→ Aim of the task
Produce an exact copy of the line containing "assert_eq!(session.status, Status::Completed);" and of every line after it in the material below, ending with the final line.

→ Available data
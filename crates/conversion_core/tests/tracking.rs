use chrono::{Duration, TimeZone, Utc};
use conversion_core::{
    categorize, Conversion, ErrorContext, ErrorInfo, ErrorRecord, ItemMetadata, Session,
    SessionInfo, Status, StepError, TransitionError,
};
use pretty_assertions::assert_eq;
use serde_json::json;

fn t(ms: i64) -> chrono::DateTime<Utc> {
    Utc.with_ymd_and_hms(2024, 1, 1, 0, 0, 0).unwrap() + Duration::milliseconds(ms)
}

fn item(id: &str) -> ItemMetadata {
    ItemMetadata::new(id, "match-file", "espanso").with_grouping("base")
}

#[test]
fn steps_of_the_same_name_cannot_overlap() {
    let mut conversion = Conversion::start(uuid::Uuid::new_v4(), item("a.yml"), 10, t(0));

    conversion.start_step("parse", t(1)).unwrap();
    assert_eq!(
        conversion.start_step("parse", t(2)),
        Err(TransitionError::StepAlreadyActive("parse".into()))
    );
    // A different name may run concurrently.
    conversion.start_step("read", t(2)).unwrap();

    let step = conversion
        .complete_step("parse", Some(json!({"entries": 3})), Some(20), t(11))
        .unwrap();
    assert_eq!(step.status, Status::Completed);
    assert_eq!(step.duration_ms, Some(10));

    // Once closed, the name is free again.
    conversion.start_step("parse", t(12)).unwrap();
    assert_eq!(conversion.active_steps().count(), 2);
}

#[test]
fn completing_unknown_step_is_rejected() {
    let mut conversion = Conversion::start(uuid::Uuid::new_v4(), item("a.yml"), 0, t(0));
    let err = conversion.complete_step("write", None, None, t(1)).unwrap_err();
    assert_eq!(err, TransitionError::NoActiveStep("write".into()));
}

#[test]
fn terminal_conversions_reject_every_transition() {
    let mut conversion = Conversion::start(uuid::Uuid::new_v4(), item("a.yml"), 0, t(0));
    conversion.start_step("convert", t(1)).unwrap();
    conversion.finish(false, None, 5, t(40)).unwrap();

    assert_eq!(conversion.status, Status::Failed);
    assert_eq!(conversion.duration_ms, Some(40));
    // Dangling steps are closed as failed.
    assert_eq!(conversion.steps[0].status, Status::Failed);

    assert!(matches!(
        conversion.finish(true, None, 5, t(50)),
        Err(TransitionError::ConversionFinished(_, Status::Failed))
    ));
    assert!(conversion.start_step("again", t(60)).is_err());
    assert!(conversion.log_step("again", None, None, t(60)).is_err());
}

#[test]
fn failed_steps_keep_their_error() {
    let mut conversion = Conversion::start(uuid::Uuid::new_v4(), item("a.yml"), 0, t(0));
    conversion.start_step("write", t(0)).unwrap();
    let step = conversion
        .fail_step(
            "write",
            StepError {
                error_id: None,
                message: "disk full".into(),
            },
            Some(99),
            t(3),
        )
        .unwrap();
    assert_eq!(step.status, Status::Failed);
    assert_eq!(step.error.as_ref().unwrap().message, "disk full");
    assert_eq!(conversion.resources.peak, 99);
}

#[test]
fn summary_carries_error_categories() {
    let mut conversion = Conversion::start(uuid::Uuid::new_v4(), item("a.yml"), 0, t(0));
    let info = ErrorInfo::new("ENOENT: no such file");
    let ctx = ErrorContext::new("file-access", "read");
    conversion.attach_error(ErrorRecord::new(info.clone(), categorize(&info, &ctx), ctx));
    conversion.finish(true, None, 0, t(10)).unwrap();

    let summary = conversion.summary();
    assert!(summary.success);
    assert_eq!(summary.error_categories.len(), 1);
    assert_eq!(summary.error_categories[0].as_str(), "file-not-found");
}

#[test]
fn session_cannot_complete_with_active_children() {
    let mut session = Session::start(SessionInfo::new("batch", "espanso").expecting(2), 100, t(0));
    let mut first = Conversion::start(session.id, item("a.yml"), 100, t(1));
    let second = Conversion::start(session.id, item("b.yml"), 100, t(1));
    session.register_conversion(first.id).unwrap();
    session.register_conversion(second.id).unwrap();

    first.observe_memory(800);
    first.finish(true, None, 120, t(101)).unwrap();
    session.absorb_conversion(first).unwrap();

    assert_eq!(
        session.complete(100, t(200)),
        Err(TransitionError::ConversionsStillActive {
            session: session.id,
            active: 1
        })
    );
    assert_eq!(session.status, Status::Active);

    let mut second = second;
    second.finish(false, None, 100, t(301)).unwrap();
    session.absorb_conversion(second).unwrap();

    let summary = session.complete(100, t(400)).unwrap();
    assert_eq!(summary.total_conversions, 2);
    assert_eq!(summary.successful_conversions, 1);
    assert_eq!(summary.failed_conversions, 1);
    assert_eq!(summary.average_duration_ms, 200.0);
    assert_eq!(summary.peak_memory_bytes, 800);
    assert_eq!(summary.duration_ms, Some(400));
    assert_eq!(session.status, Status::Completed);
}

#[test]
fn session_rejects_conversions_it_does_not_own() {
    let mut session = Session::start(SessionInfo::new("batch", "espanso"), 0, t(0));
    let mut stray = Conversion::start(uuid::Uuid::new_v4(), item("x.yml"), 0, t(0));
    stray.finish(true, None, 0, t(1)).unwrap();
    assert!(matches!(
        session.absorb_conversion(stray),
        Err(TransitionError::ForeignConversion { .. })
    ));
}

→ Output
    assert_eq!(session.status, Status::Completed);
}

#[test]
fn session_rejects_conversions_it_does_not_own() {
    let mut session = Session::start(SessionInfo::new("batch", "espanso"), 0, t(0));
    let mut stray = Conversion::start(uuid::Uuid::new_v4(), item("x.yml"), 0, t(0));
    stray.finish(true, None, 0, t(1)).unwrap();
    assert!(matches!(
        session.absorb_conversion(stray),
        Err(TransitionError::ForeignConversion { .. })
    ));
}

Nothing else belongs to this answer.